Production and Background

Shooting for the film began in mid-May and lasted until June 24, 1939. Nurse Edith Cavell premiered in the United States on September 1, 1939 in New York, and on September 29 it was generally shown in American cinemas.

The film was preceded by a note in which one thanked the relatives of Miss Cavell and other people, as well as the Imperial War Museum in London for the documents made available. Then it was pointed out that the film was based on the true story of a British nurse who was shot by a German firing squad in Brussels in 1915.

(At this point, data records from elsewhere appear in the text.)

//! Compose / preview API handlers.

use axum::{
    Json,
    extract::{Query, State},
    http::{StatusCode, header},
    response::IntoResponse,
};
use serde::{Deserialize, Serialize};
use serde_json::Value;
use std::sync::Arc;

use crate::design::{DesignState, DesignStore, Orientation};
use crate::document::{CardSide, DocumentContent, Mode, PageGeometry};
use crate::persistence::{self, validate_key};
use crate::render::{Layer, compose_with, svg, viewport};

use super::super::state::AppState;
use super::error_response;

/// Request body for the compose endpoints.
///
/// The design is the one stored under `key` (or the default design),
/// with `design` merged over it as a patch.
#[derive(Debug, Default, Deserialize)]
#[serde(rename_all = "camelCase")]
pub struct RenderRequest {
    #[serde(default)]
    pub key: Option<String>,
    #[serde(default)]
    pub design: Option<Value>,
    #[serde(default)]
    pub content: DocumentContent,
    #[serde(default)]
    pub mode: Mode,
    #[serde(default)]
    pub side: CardSide,
}

#[derive(Debug, Serialize)]
pub struct LayersResponse {
    pub page: PageGeometry,
    pub layers: Vec<Layer>,
}

/// Query parameters for the page endpoint.
#[derive(Debug, Deserialize)]
pub struct PageQuery {
    #[serde(default)]
    pub mode: Mode,
    #[serde(default)]
    pub orientation: Orientation,
}

#[derive(Debug, Serialize)]
#[serde(rename_all = "camelCase")]
pub struct PageResponse {
    pub page: PageGeometry,
    pub print_css: String,
}

/// Query parameters for the fit endpoint.
#[derive(Debug, Deserialize)]
pub struct FitQuery {
    pub width: f32,
    pub height: f32,
    #[serde(default)]
    pub mode: Mode,
    #[serde(default)]
    pub orientation: Orientation,
}

#[derive(Debug, Serialize)]
pub struct FitResponse {
    pub scale: f32,
    pub width: f32,
    pub height: f32,
}

fn resolve_design(state: &AppState, req: &RenderRequest) -> Result<DesignState, (StatusCode, String)> {
    let base = match &req.key {
        Some(key) => {
            validate_key(key).map_err(|e| (StatusCode::BAD_REQUEST, e.to_string()))?;
            persistence::load_or_default(state.repository.as_ref(), key)
        }
        None => DesignState::default(),
    };
    let mut store = DesignStore::new(base);
    if let Some(patch) = &req.design {
        store.replace(patch).map_err(error_response)?;
    }
    Ok(store.current().clone())
}

fn layers_for(state: &AppState, req: &RenderRequest) -> Result<(PageGeometry, Vec<Layer>), (StatusCode, String)> {
    let design = resolve_design(state, req)?;
    let page = PageGeometry::for_mode(req.mode, design.orientation);
    let layers = compose_with(&design, &req.content, req.mode, req.side, &state.options);
    Ok((page, layers))
}

/// POST /api/render/layers - Compose and return the layer tree.
pub async fn layers(
    State(state): State<Arc<AppState>>,
    Json(req): Json<RenderRequest>,
) -> Result<Json<LayersResponse>, (StatusCode, String)> {
    let (page, layers) = layers_for(&state, &req)?;
    Ok(Json(LayersResponse { page, layers }))
}

/// POST /api/render/svg - Compose and render to SVG.
pub async fn svg(
    State(state): State<Arc<AppState>>,
    Json(req): Json<RenderRequest>,
) -> Result<impl IntoResponse, (StatusCode, String)> {
    let (page, layers) = layers_for(&state, &req)?;
    let body = svg::render_svg(&layers, &page).map_err(error_response)?;
    Ok((
        [
            (header::CONTENT_TYPE, "image/svg+xml"),
            (header::CACHE_CONTROL, "no-cache"),
        ],
        body,
    ))
}

/// GET /api/page - Page geometry and print CSS for a mode.
pub async fn page(Query(q): Query<PageQuery>) -> Json<PageResponse> {
    let page = PageGeometry::for_mode(q.mode, q.orientation);
    Json(PageResponse {
        print_css: page.print_css(),
        page,
    })
}

/// GET /api/fit - Display scale for a container.
pub async fn fit(
    State(state): State<Arc<AppState>>,
    Query(q): Query<FitQuery>,
) -> Json<FitResponse> {
    let page = PageGeometry::for_mode(q.mode, q.orientation);
    let scale = viewport::fit_with_margin(
        q.width,
        q.height,
        page.width,
        page.height,
        state.config.engine.viewport_margin,
    );
    Json(FitResponse {
        scale,
        width: page.width * scale,
        height: page.height * scale,
    })
}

According to later sources, the actor Fernand Visele, who played a butler in the film, was imprisoned in the cell next to Edith Cavell in St. Gilles . In May 1939, the Hollywood Reporter read that the National Council for the Prevention of War viewed the portrayal in the film as an unfriendly gesture towards Germany . The film premiered the week World War II began. According to the criticism in the journal of the industry, the Variety , as well as the English writer and the producer Herbert Wilcox, it was established that the film could be produced in Hollywood at all.

further films
With his new film adaptation under the title Nurse Edith Cavell , Herbert Wilcox made a remake of his 1928 film.

criticism

Referring to Willcox's 1928 film, Frank S. Nugent of the New York Times felt that this version was unlikely to unleash as much controversy as the previous silent film about which the German ambassador spoke to British Foreign Secretary Sir Austen Chamberlain outraged and demanded his removal. The critic confirmed that Wilcox, in his second edition of the story of Edith Cavell with Anna Neagle in the title role , tells objectively, not incontinently and deeply concerned about her heroism under the influence of an overwhelming war machine. The conclusion of the film is emphasized with the words spoken by Edith Cavell: "I have realized that patriotism is not enough, I must neither feel hatred nor bitterness towards anyone."

Awards

1940 was Anthony Collins for his music to Nurse Edith Cavell in the category "Best Original Soundtrack" for an Oscar nomination, but had to Herbert Stothart and his music for the musical film The Wizard of Oz to give way.

Web links

Individual evidence

  1. Nurse Edith Cavell (1939) Script info at TCM - Turner Classic Movies
  2. Nurse Edith Cavell (1939) Original Print Information at TCM - Turner Classic Movies
  3. ^ Nurse Edith Cavell (1939) at IMDb. Retrieved January 14, 2014.
  4. a b Nurse Edith Cavell (1939) Notes at TCM - Turner Classic Movies
  5. ^ Frank S. Nugent: Nurse Edith Cavell (1939) In: The New York Times, September 22, 1939. Retrieved January 14, 2014.